Folha de S. Paulo
Dois exemplos do perverso empenho do
presidente em desmanchar tudo o que estava em ordem
O governo Bolsonaro mais parece uma empresa
de demolição, que ou detona de um só golpe políticas estabelecidas, ou provoca
a sua lenta erosão. O resultado é a degradação da gestão pública, dos
conhecimentos e instrumentos nela acumulados em décadas.
Eis dois exemplos recentes do perverso
empenho do presidente e de seu pessoal em desmanchar tudo o que estava em ordem
quando puseram os pés em Brasília.
O programa Bolsa Família —elogiado no exterior— foi abatido pela medida provisória que criou o Auxílio Brasil, mal concebido, carente de foco, bem assim da clareza quanto à duração e às formas de articular um desconjuntado rol de nove benefícios acoplados ao arrimo básico das famílias. Tampouco se sabe ao certo como será financiado de forma duradoura. Em suma, extinguiu-se um programa com começo, meios e fins para pôr no lugar uma geringonça gestada por autoridades que desdenham o que nem sequer conhecem: a rica bagagem do país em matéria de iniciativas de combate à pobreza.
Como se fosse pouco, 33
técnicos acabam de se demitir de seus cargos no Inep (Instituto
Nacional de Estudos e Pesquisas Educacionais), responsável pelas diversas
provas de aptidão realizadas no território, a começar do Enem (Exame Nacional
do Ensino Médio). Ao sair, acusaram a direção do órgão de sangrá-lo. É de
lembrar que a montagem, no Ministério da Educação, de um complexo sistema para
avaliar os vários níveis de proficiência é outro aspecto da bem-sucedida
política pública erguida aos poucos, graças à experiência acumulada nos
governos do PSDB e do PT. Neste caso, o desmanche foi gradual, fruto amargo da
liquidação de competências; do desprezo por critérios técnicos; e da
perseguição a funcionários que os defendiam.

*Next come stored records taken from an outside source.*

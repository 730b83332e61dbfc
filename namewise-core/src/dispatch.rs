use crate::morphology::Morphology;
use crate::rule::{Evaluation, NamingIssue, Rule, RuleContext, RuleSet};
use crate::symbol::Symbol;
use rayon::prelude::*;
use serde::Serialize;
use std::panic::{catch_unwind, AssertUnwindSafe};
use std::sync::atomic::{AtomicUsize, Ordering};
use std::sync::Arc;
use tracing::{debug, warn};

/// Counts of evaluation outcomes since the dispatcher was created
#[derive(Debug, Default)]
pub struct DispatchStats {
    evaluations: AtomicUsize,
    skipped: AtomicUsize,
    clean: AtomicUsize,
    issues: AtomicUsize,
    panics: AtomicUsize,
}

#[derive(Debug, Clone, Copy, Default, PartialEq, Eq, Serialize)]
pub struct StatsSnapshot {
    pub evaluations: usize,
    pub skipped: usize,
    pub clean: usize,
    pub issues: usize,
    pub panics: usize,
}

impl DispatchStats {
    fn record(&self, evaluation: &Evaluation) {
        self.evaluations.fetch_add(1, Ordering::Relaxed);
        let counter = match evaluation {
            Evaluation::Skip => &self.skipped,
            Evaluation::NoIssue => &self.clean,
            Evaluation::Issue(_) => &self.issues,
        };
        counter.fetch_add(1, Ordering::Relaxed);
    }

    pub fn snapshot(&self) -> StatsSnapshot {
        StatsSnapshot {
            evaluations: self.evaluations.load(Ordering::Relaxed),
            skipped: self.skipped.load(Ordering::Relaxed),
            clean: self.clean.load(Ordering::Relaxed),
            issues: self.issues.load(Ordering::Relaxed),
            panics: self.panics.load(Ordering::Relaxed),
        }
    }
}

/// Routes symbols to the rules that apply to their kind.
///
/// Rules are evaluated in the order given; every rule that fires produces
/// its own issue. A rule that panics is skipped for that symbol and the
/// remaining rules still run.
#[derive(Debug)]
pub struct Dispatcher {
    morphology: Arc<Morphology>,
    stats: DispatchStats,
}

impl Dispatcher {
    pub fn new(morphology: Arc<Morphology>) -> Self {
        Self {
            morphology,
            stats: DispatchStats::default(),
        }
    }

    pub fn morphology(&self) -> &Morphology {
        &self.morphology
    }

    pub fn stats(&self) -> &DispatchStats {
        &self.stats
    }

    /// Run one rule against one symbol
    pub fn evaluate(&self, symbol: &Symbol, rule: &Rule) -> Evaluation {
        let evaluation = self.evaluate_inner(symbol, rule);
        self.stats.record(&evaluation);
        evaluation
    }

    fn evaluate_inner(&self, symbol: &Symbol, rule: &Rule) -> Evaluation {
        if !rule.applies(symbol.kind()) {
            return Evaluation::Skip;
        }

        let ctx = RuleContext {
            symbol,
            morphology: &self.morphology,
        };

        match catch_unwind(AssertUnwindSafe(|| rule.should_analyze(&ctx))) {
            Ok(true) => {},
            Ok(false) => return Evaluation::Skip,
            Err(_) => {
                self.stats.panics.fetch_add(1, Ordering::Relaxed);
                warn!(rule = rule.id(), symbol = symbol.name(), "rule predicate panicked");
                return Evaluation::Skip;
            },
        }

        let proposed = match catch_unwind(AssertUnwindSafe(|| rule.propose(&ctx))) {
            Ok(Some(proposed)) => proposed,
            Ok(None) => {
                debug!(rule = rule.id(), symbol = symbol.name(), "no better name");
                return Evaluation::Skip;
            },
            Err(_) => {
                self.stats.panics.fetch_add(1, Ordering::Relaxed);
                warn!(rule = rule.id(), symbol = symbol.name(), "rule proposer panicked");
                return Evaluation::Skip;
            },
        };

        if proposed.trim().is_empty() || proposed == symbol.name() {
            Evaluation::NoIssue
        } else {
            Evaluation::Issue(proposed)
        }
    }

    /// Issues for `symbol` from every applicable rule in `rules`, in order
    pub fn dispatch(&self, symbol: &Symbol, rules: &[Rule]) -> Vec<NamingIssue> {
        self.collect(symbol, rules.iter())
    }

    /// Like [`dispatch`](Self::dispatch), using the set's kind index
    pub fn dispatch_set(&self, symbol: &Symbol, rules: &RuleSet) -> Vec<NamingIssue> {
        self.collect(symbol, rules.for_kind(symbol.kind()))
    }

    /// Dispatch many symbols in parallel.
    ///
    /// Issues come back grouped by symbol in input order, so the output does
    /// not depend on scheduling.
    pub fn dispatch_all(&self, symbols: &[Arc<Symbol>], rules: &RuleSet) -> Vec<NamingIssue> {
        let per_symbol: Vec<Vec<NamingIssue>> = symbols
            .par_iter()
            .map(|symbol| self.dispatch_set(symbol, rules))
            .collect();

        let issues: Vec<NamingIssue> = per_symbol.into_iter().flatten().collect();
        debug!(symbols = symbols.len(), issues = issues.len(), "dispatch complete");
        issues
    }

    fn collect<'r>(
        &self,
        symbol: &Symbol,
        rules: impl Iterator<Item = &'r Rule>,
    ) -> Vec<NamingIssue> {
        debug_assert!(!symbol.name().is_empty(), "symbol without a name");

        rules
            .filter_map(|rule| match self.evaluate(symbol, rule) {
                Evaluation::Issue(proposed_name) => Some(NamingIssue {
                    symbol_name: symbol.name().to_string(),
                    kind: symbol.kind(),
                    proposed_name,
                    rule_id: rule.id().to_string(),
                }),
                Evaluation::Skip | Evaluation::NoIssue => None,
            })
            .collect()
    }
}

Nos dois casos, a destruição resulta da
arrogante ignorância dos formuladores; da incompetência irremediável dos
detentores de posições de mando; e da inescrupulosa promoção de interesses da
curriola que cerca os ministros às ordens de um presidente que gosta do cargo
mas não da responsabilidade de ter um projeto para o país.
No livro "As
Políticas da Política", os pesquisadores Marta Arretche, Eduardo
Marques e Carlos Aurélio Pimenta de Faria sustentam que os avanços importantes
na proteção social sempre foram cumulativos. Os autores descrevem um processo
em que camadas de legislação e de programas foram se sobrepondo umas às outras,
graças tanto ao aprendizado quanto à emulação entre tucanos e petistas, que
inovaram sem destruir o que se fizera antes.
O oposto, enfim, da ruína que Bolsonaro
promove.
*Professora titular aposentada de ciência política da USP e pesquisadora do Cebrap.